A few days ago, the party’s acting secretary-general emerged to seek evidence regarding her “escape from justice”. The move by Phumtham Wechayachai underlines what everyone expects – that the party is not just keeping links with her, but will also use her to advertise itself. From the way things are, the party will not distance itself from the Shinawatras, but will rather seek to win the next election based on its connection with the clan.
It has been the same with her brother, Thaksin. Pheu Thai and the Shinawatras cannot exist without each other. The relationship is different from the one between the Democrat Party and its leadership. The rival party, which was unable to match Pheu Thai’s rural popularity in previous elections, has made more natural transitions when it comes to passing the torch. In other words, the Democrat Party can easily move on if Abhisit Vejjajiva leaves the helm, but Pheu Thai’s future will be absolutely volatile without Thaksin’s family.
Some say the time is ripe for Pheu Thai to come out of the Shinawatras’ shadow. Others say the party is not ready for a normal transition. The camp has had several leaders since Thaksin was overthrown in a 2006 coup, but everyone of them, including Yingluck, was his thinly-veiled nominee.
Pheu Thai’s link with the Shinawatras has its pros and cons. It won the party elections, obviously, but it has also beset the political camp with problems serious enough to destabilise its governments. The latest turmoil the party faced resulted directly from a legislative policy its opponents insisted was designed to help Thaksin.

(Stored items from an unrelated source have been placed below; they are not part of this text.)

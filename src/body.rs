//! Body cleanup ahead of embedding
//!
//! This is tag stripping, not HTML parsing. Tags are matched non-greedily
//! within a single line, so a tag split across lines survives, and an
//! attribute value containing `>` ends the match early.

use regex::Regex;

static TAG_REGEX: std::sync::LazyLock<Regex> =
    std::sync::LazyLock::new(|| Regex::new(r"<.*?>").unwrap());

static WHITESPACE_REGEX: std::sync::LazyLock<Regex> =
    std::sync::LazyLock::new(|| Regex::new(r"\s+").unwrap());

/// Strip angle-bracket tags, collapse whitespace runs to one space, and trim
#[must_use]
pub fn normalize_body(body: &str) -> String {
    let stripped = TAG_REGEX.replace_all(body, "");
    let collapsed = WHITESPACE_REGEX.replace_all(&stripped, " ");
    collapsed.trim().to_string()
}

Before that, Pheu Thai had been strongly convinced that it would comfortably hold on to power in the years that followed. Everything was going its way, namely the return from five-year political bans of more than 100 politicians who were practically its allies, the passage of key financial bills, and the internal problems of the Democrat Party itself. Then the “amnesty bill” changed everything, as the aggressive push for its passage refuelled anti-Shinawatra sentiment, triggered massive street protests and led to the 2014 coup that toppled Yingluck.

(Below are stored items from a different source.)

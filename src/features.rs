//! Header-derived spam signals
//!
//! Every extractor is a pure function of the header block. Absent or
//! malformed headers never fail: each signal has a fixed default (`0`, or
//! "not differing" for the pairwise domain comparisons).

use crate::header::{count_addresses, domain_of, header_value};
use crate::types::HeaderFeatures;
use regex::Regex;

static RECEIVED_LINE_REGEX: std::sync::LazyLock<Regex> =
    std::sync::LazyLock::new(|| Regex::new(r"(?im)^Received:").unwrap());

// The value capture only sees lines written with a space after the colon.
static RECEIVED_VALUE_REGEX: std::sync::LazyLock<Regex> =
    std::sync::LazyLock::new(|| Regex::new(r"(?im)^Received: (.*)$").unwrap());

static IPV4_REGEX: std::sync::LazyLock<Regex> =
    std::sync::LazyLock::new(|| Regex::new(r"\b(\d{1,3}(?:\.\d{1,3}){3})\b").unwrap());

static PRIVATE_IPV4_REGEX: std::sync::LazyLock<Regex> = std::sync::LazyLock::new(|| {
    Regex::new(r"^(?:10\.|192\.168\.|172\.(?:1[6-9]|2\d|3[01])\.)").unwrap()
});

static LIST_HEADER_REGEX: std::sync::LazyLock<Regex> =
    std::sync::LazyLock::new(|| Regex::new(r"(?im)^List-[A-Za-z\-]+:").unwrap());

impl HeaderFeatures {
    /// Compute all header signals for one header block
    #[must_use]
    pub fn extract(header: &str) -> Self {
        Self {
            num_received_headers: num_received_headers(header),
            received_first_ip_is_private: received_first_ip_is_private(header),
            from_returnpath_match: from_returnpath_match(header),
            reply_to_differs_from_from: reply_to_differs_from_from(header),
            message_id_missing: message_id_missing(header),
            message_id_matches_from: message_id_matches_from(header),
            message_id_is_random: message_id_is_random(header),
            subject_length: subject_length(header),
            subject_starts_with_re_fwd: subject_starts_with_re_fwd(header),
            num_recipients: num_recipients(header),
            to_contains_undisclosed_recipients: to_contains_undisclosed_recipients(header),
            is_html: is_html(header),
            is_multipart: is_multipart(header),
            num_list_headers: num_list_headers(header),
        }
    }
}

/// Number of `Received:` lines
#[must_use]
pub fn num_received_headers(header: &str) -> usize {
    RECEIVED_LINE_REGEX.find_iter(header).count()
}

/// Whether the oldest hop (last `Received:` line) names a private IPv4 address
#[must_use]
pub fn received_first_ip_is_private(header: &str) -> bool {
    let Some(first_hop) = RECEIVED_VALUE_REGEX
        .captures_iter(header)
        .filter_map(|cap| cap.get(1))
        .last()
    else {
        return false;
    };

    IPV4_REGEX
        .captures(first_hop.as_str())
        .and_then(|cap| cap.get(1))
        .is_some_and(|ip| is_private_ipv4(ip.as_str()))
}

/// RFC 1918 prefix check on a dotted quad
#[must_use]
pub fn is_private_ipv4(ip: &str) -> bool {
    PRIVATE_IPV4_REGEX.is_match(ip)
}

/// Whether the domains of two headers are both present and differ
fn domains_differ(header: &str, first: &str, second: &str) -> bool {
    let first = header_value(header, first).filter(|v| !v.is_empty());
    let second = header_value(header, second).filter(|v| !v.is_empty());

    match (first.and_then(domain_of), second.and_then(domain_of)) {
        (Some(a), Some(b)) => a != b,
        _ => false,
    }
}

/// From and Return-Path domains differ
#[must_use]
pub fn from_returnpath_match(header: &str) -> bool {
    domains_differ(header, "From", "Return-Path")
}

/// From and Reply-To domains differ
#[must_use]
pub fn reply_to_differs_from_from(header: &str) -> bool {
    domains_differ(header, "From", "Reply-To")
}

/// No Message-ID line at all
#[must_use]
pub fn message_id_missing(header: &str) -> bool {
    header_value(header, "Message-ID").is_none()
}

/// From and Message-ID domains differ.
///
/// The name says "matches" but the signal fires on a mismatch; the
/// polarity is kept because downstream models were fit against it.
#[must_use]
pub fn message_id_matches_from(header: &str) -> bool {
    domains_differ(header, "From", "Message-ID")
}

/// Message-ID local part looks machine generated
#[must_use]
pub fn message_id_is_random(header: &str) -> bool {
    let Some(msgid) = header_value(header, "Message-ID").filter(|v| !v.is_empty()) else {
        return false;
    };

    // Everything before the first '@', angle bracket included
    let local = msgid.split('@').next().unwrap_or_default();

    local.chars().count() > 25
        && local.chars().any(|c| c.is_ascii_alphabetic())
        && local.chars().any(|c| c.is_ascii_digit())
}

/// Subject length in characters
#[must_use]
pub fn subject_length(header: &str) -> usize {
    header_value(header, "Subject").map_or(0, |s| s.chars().count())
}

/// Subject starts with a reply or forward prefix
#[must_use]
pub fn subject_starts_with_re_fwd(header: &str) -> bool {
    let subject = header_value(header, "Subject").unwrap_or_default();
    starts_with_ignore_case(subject, "re:") || starts_with_ignore_case(subject, "fwd:")
}

fn starts_with_ignore_case(value: &str, prefix: &str) -> bool {
    value
        .get(..prefix.len())
        .is_some_and(|head| head.eq_ignore_ascii_case(prefix))
}

/// Address tokens across To and CC
#[must_use]
pub fn num_recipients(header: &str) -> usize {
    ["To", "CC"]
        .iter()
        .filter_map(|name| header_value(header, name))
        .map(count_addresses)
        .sum()
}

/// To line hides its recipients
#[must_use]
pub fn to_contains_undisclosed_recipients(header: &str) -> bool {
    header_value(header, "To").is_some_and(|to| to.to_lowercase().contains("undisclosed"))
}

fn content_type_contains(header: &str, needle: &str) -> bool {
    header_value(header, "Content-Type").is_some_and(|ct| ct.to_lowercase().contains(needle))
}

/// Top-level Content-Type is HTML
#[must_use]
pub fn is_html(header: &str) -> bool {
    content_type_contains(header, "text/html")
}

/// Top-level Content-Type is multipart
#[must_use]
pub fn is_multipart(header: &str) -> bool {
    content_type_contains(header, "multipart/")
}

/// Number of `List-*` header lines
#[must_use]
pub fn num_list_headers(header: &str) -> usize {
    LIST_HEADER_REGEX.find_iter(header).count()
}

Phumtham and other Pheu Thai strategists are certainly aware of the risks associated with the party’s linkage with the Shinawatras. But they must have either concluded that it is too soon to cut loose from the clan, or, more likely, decided that they will stick with the family forever.
Pheu Thai always considers the middle-class uprising against it a pro-Democrat conspiracy. That may be a mistake as big as the Democrats’ assumption that Pheu Thai only bought its way to power. The wrong assumption keeps Pheu Thai from the middle class, meaning it always has to rely on the Shinawatras come what may.
Pheu Thai is going into the next election with two choices. It can keep the strong bond with the Shinawatras, hoping that it brings a victory that can give the party boasting rights, or it can start accepting that, in the Thai context, election victories alone are not the answer to all questions including its own.